Altogether we identified ten SNPs in H19. Given that there is no confirmed function for the H19 transcript in vivo [30], it is difficult to assess the effect of the H19 2992 SNP. It is possible that this variant: (a) may alter the RNA itself, and might influence the putative growth suppressing function of the H19 RNA; (b) may influence levels of H19 transcripts, leading to an effect as above; (c) may be in linkage with an unidentified regulatory element in H19 acting on IGF2 in cis; (d) may be in linkage with variants in known cis regulatory elements for IGF2, such as the insulator or the enhancers. Further work, including systematic genotyping of other SNPs in the extended region and functional studies, will be required to identify the causal variant(s) and, hence, possible mechanisms by which they may influence birthweight and cord blood IGF-II levels. The identification of separate effects of H19 on fetal growth, by acting both within the mother and also within the fetus, could be confirmed by studying a larger population to provide greater power to detect an interaction between mother's and offspring's genotypes, and by exploration of grand-parental genotype and allele transmission to the mother. Intriguingly, while we confirmed that the offspring 2992 genotype (CC vs. CT) association with birthweight was independent of mother's genotype (within CC mothers; Table 4), that finding also raises the surprising suggestion of a paternal H19 allele transmission effect, however, we did not detect any formal association with paternal transmission. An alternative explanation would be that the H19 2992 is in LD with another paternally transmitted determinant of birthweight. Further studies with larger numbers of complete informative trios will be needed to clarify this issue.

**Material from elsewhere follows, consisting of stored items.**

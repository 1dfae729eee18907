//! Construction of canonical expression nodes from already-translated operands.
//!
//! Each constructor folds constant operands, flattens operator chains, or orients comparisons so
//! that equivalent spellings of an expression produce equal trees.

pub mod fold;

use crate::expr::{BinOp, Comparison, Expr, UnaryOp};
use fold::{fold_binary, fold_unary, FoldError};

/// A comparison that does not relate exactly one unknown expression to one constant.
#[derive(Debug, Clone, Copy, PartialEq, Eq)]
pub enum RelationError {
    /// Both sides are constants.
    BothConstant,

    /// Neither side is a constant.
    NeitherConstant,

    /// A membership test with the constant on the left, such as `1 in x`.
    ConstantLeftMembership,
}

/// A chained comparison that does not form an interval.
#[derive(Debug, Clone, Copy, PartialEq, Eq)]
pub enum IntervalError {
    /// The pair of operators is not one of `<=`/`<`, `<`/`<=`, `>`/`>=`, `>=`/`>`.
    InvalidOps,

    /// The middle expression is a constant.
    ConstantMiddle,

    /// One of the edges is not a constant.
    NonConstantBound,
}

/// Applies a unary operator. A constant operand is folded, and applying the same operator twice
/// cancels out.
pub fn unary(op: UnaryOp, arg: Expr) -> Result<Expr, FoldError> {
    match arg {
        Expr::Const(value) => fold_unary(op, &value).map(Expr::Const),
        Expr::UnaryOp { op: inner, arg } if inner == op => Ok(*arg),
        arg => Ok(Expr::UnaryOp { op, arg: Box::new(arg) }),
    }
}

/// Applies a binary operator. Two constant operands are folded; otherwise the operands are
/// collected into one [`Expr::BinOp`], flattening operands that use the same operator.
///
/// An n-ary `BinOp` applies its operator left to right, so a left operand using the same
/// operator is flattened, and a right operand only when the operator is associative. `**` groups
/// to the right and is never flattened.
pub fn binop(op: BinOp, lhs: Expr, rhs: Expr) -> Result<Expr, FoldError> {
    if let (Expr::Const(a), Expr::Const(b)) = (&lhs, &rhs) {
        return fold_binary(op, a, b).map(Expr::Const);
    }

    let mut args = Vec::new();
    match lhs {
        Expr::BinOp { op: inner, args: inner_args } if inner == op && op != BinOp::Pow => {
            args.extend(inner_args)
        },
        lhs => args.push(lhs),
    }
    match rhs {
        Expr::BinOp { op: inner, args: inner_args } if inner == op && op.is_associative() => {
            args.extend(inner_args)
        },
        rhs => args.push(rhs),
    }

    Ok(Expr::BinOp { op, args })
}

/// Builds a [`Expr::Relation`] from a comparison of two operands, exactly one of which must be a
/// constant. A constant on the left is moved to the right by mirroring the operator, so `5 < x`
/// becomes `x > 5`.
pub fn relation(cmp: Comparison, left: Expr, right: Expr) -> Result<Expr, RelationError> {
    match (left, right) {
        (Expr::Const(_), Expr::Const(_)) => Err(RelationError::BothConstant),
        (Expr::Const(constant), arg) => {
            let cmp = cmp.mirror().ok_or(RelationError::ConstantLeftMembership)?;
            Ok(Expr::Relation { cmp, arg: Box::new(arg), constant })
        },
        (arg, Expr::Const(constant)) => Ok(Expr::Relation { cmp, arg: Box::new(arg), constant }),
        _ => Err(RelationError::NeitherConstant),
    }
}

/// Builds a [`Expr::Interval`] from the chained comparison `a op1 x op2 b`.
pub fn interval(
    (op1, op2): (Comparison, Comparison),
    a: Expr,
    x: Expr,
    b: Expr,
) -> Result<Expr, IntervalError> {
    let (low, high, low_closed) = match (op1, op2) {
        (Comparison::LtEq, Comparison::Lt) => (a, b, true),
        (Comparison::Lt, Comparison::LtEq) => (a, b, false),
        (Comparison::Gt, Comparison::GtEq) => (b, a, true),
        (Comparison::GtEq, Comparison::Gt) => (b, a, false),
        _ => return Err(IntervalError::InvalidOps),
    };

    if x.is_const() {
        return Err(IntervalError::ConstantMiddle);
    }
    match (low, high) {
        (Expr::Const(low), Expr::Const(high)) => Ok(Expr::Interval {
            arg: Box::new(x),
            low,
            high,
            low_closed,
        }),
        _ => Err(IntervalError::NonConstantBound),
    }
}

#[cfg(test)]
mod tests {
    use pretty_assertions::assert_eq;
    use crate::expr::Value;
    use super::*;

    fn x() -> Expr {
        Expr::name("x")
    }

    fn int(i: i64) -> Expr {
        Expr::Const(Value::Int(i))
    }

    #[test]
    fn unary_cancels() {
        let neg = unary(UnaryOp::Neg, x()).unwrap();
        assert_eq!(unary(UnaryOp::Neg, neg.clone()).unwrap(), x());
        assert_eq!(
            unary(UnaryOp::Invert, neg.clone()).unwrap(),
            Expr::UnaryOp { op: UnaryOp::Invert, arg: Box::new(neg) }
        );
        assert_eq!(unary(UnaryOp::Neg, int(5)).unwrap(), int(-5));
    }

    #[test]
    fn associative_flattening() {
        let (a, b, c) = (Expr::name("a"), Expr::name("b"), Expr::name("c"));
        let left = binop(BinOp::Add, binop(BinOp::Add, a.clone(), b.clone()).unwrap(), c.clone());
        let right = binop(BinOp::Add, a.clone(), binop(BinOp::Add, b.clone(), c.clone()).unwrap());
        let expected = Expr::BinOp { op: BinOp::Add, args: vec![a, b, c] };
        assert_eq!(left.unwrap(), expected);
        assert_eq!(right.unwrap(), expected);
    }

    #[test]
    fn non_associative_right_operand_kept() {
        let (a, b, c) = (Expr::name("a"), Expr::name("b"), Expr::name("c"));
        let inner = binop(BinOp::Sub, b.clone(), c.clone()).unwrap();
        let expr = binop(BinOp::Sub, a.clone(), inner.clone()).unwrap();
        assert_eq!(expr, Expr::BinOp { op: BinOp::Sub, args: vec![a.clone(), inner] });

        let expr = binop(BinOp::Sub, binop(BinOp::Sub, a.clone(), b.clone()).unwrap(), c.clone());
        assert_eq!(expr.unwrap(), Expr::BinOp { op: BinOp::Sub, args: vec![a, b, c] });
    }

    #[test]
    fn power_never_flattened() {
        let (a, b, c) = (Expr::name("a"), Expr::name("b"), Expr::name("c"));
        let inner = binop(BinOp::Pow, a.clone(), b.clone()).unwrap();
        let expr = binop(BinOp::Pow, inner.clone(), c.clone()).unwrap();
        assert_eq!(expr, Expr::BinOp { op: BinOp::Pow, args: vec![inner, c.clone()] });
        assert_eq!(expr.to_string(), "(a ** b) ** c");

        let inner = binop(BinOp::Pow, b, c).unwrap();
        let expr = binop(BinOp::Pow, a.clone(), inner.clone()).unwrap();
        assert_eq!(expr, Expr::BinOp { op: BinOp::Pow, args: vec![a, inner] });
        assert_eq!(expr.to_string(), "a ** (b ** c)");
    }

    #[test]
    fn different_operators_not_flattened() {
        let sum = binop(BinOp::Add, x(), int(1)).unwrap();
        let expr = binop(BinOp::Mul, sum.clone(), int(2)).unwrap();
        assert_eq!(expr, Expr::BinOp { op: BinOp::Mul, args: vec![sum, int(2)] });
    }

    #[test]
    fn constants_fold() {
        assert_eq!(binop(BinOp::Add, int(2), int(3)), Ok(int(5)));
        assert_eq!(binop(BinOp::FloorDiv, int(1), int(0)), Err(FoldError::DivisionByZero));
    }

    #[test]
    fn relation_orientation() {
        let left = relation(Comparison::Lt, int(5), x()).unwrap();
        let right = relation(Comparison::Gt, x(), int(5)).unwrap();
        assert_eq!(left, right);
        assert_eq!(right.to_string(), "x > 5");

        assert_eq!(relation(Comparison::Eq, int(1), int(2)), Err(RelationError::BothConstant));
        assert_eq!(relation(Comparison::Eq, x(), x()), Err(RelationError::NeitherConstant));
        assert_eq!(
            relation(Comparison::In, int(1), x()),
            Err(RelationError::ConstantLeftMembership)
        );
    }

    #[test]
    fn intervals() {
        let closed = interval((Comparison::LtEq, Comparison::Lt), int(0), x(), int(10)).unwrap();
        assert_eq!(closed, Expr::Interval {
            arg: Box::new(x()),
            low: Value::Int(0),
            high: Value::Int(10),
            low_closed: true,
        });

        let flipped = interval((Comparison::Gt, Comparison::GtEq), int(10), x(), int(0)).unwrap();
        assert_eq!(flipped, closed);

        let open = interval((Comparison::GtEq, Comparison::Gt), int(10), x(), int(0)).unwrap();
        assert_eq!(open.to_string(), "0 < x <= 10");

        assert_eq!(
            interval((Comparison::Lt, Comparison::Lt), int(0), x(), int(10)),
            Err(IntervalError::InvalidOps)
        );
        assert_eq!(
            interval((Comparison::LtEq, Comparison::Lt), int(0), int(5), int(10)),
            Err(IntervalError::ConstantMiddle)
        );
        assert_eq!(
            interval((Comparison::LtEq, Comparison::Lt), Expr::name("a"), x(), int(10)),
            Err(IntervalError::NonConstantBound)
        );
    }
}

In conclusion, the common H19 2992T allele, in the mother or offspring or both, may confer reduced fetal growth restraint, as indicated by associations with larger offspring birth size, higher cord blood IGF-II levels, and lower compensatory early postnatal catch-up weight gain. These observations may have implications for the early origins of adult disease hypothesis [31]. Following the original observations of association between small size at birth and increased later risks for cardiovascular disease and diabetes [32], recent studies have highlighted that these risks are strongest in subjects with the combination of fetal growth restraint followed by rapid postnatal catch-up growth [33]. Common factors that lead to fetal growth restraint in humans include mother's smoking and 1st pregnancies [5]. Common variants in exclusively maternally-expressed genes (such as H19) or maternally transmitted genes (such as in mitochondrial DNA) [7] could also contribute to fetal growth restraint and compensatory postnatal catch-up growth.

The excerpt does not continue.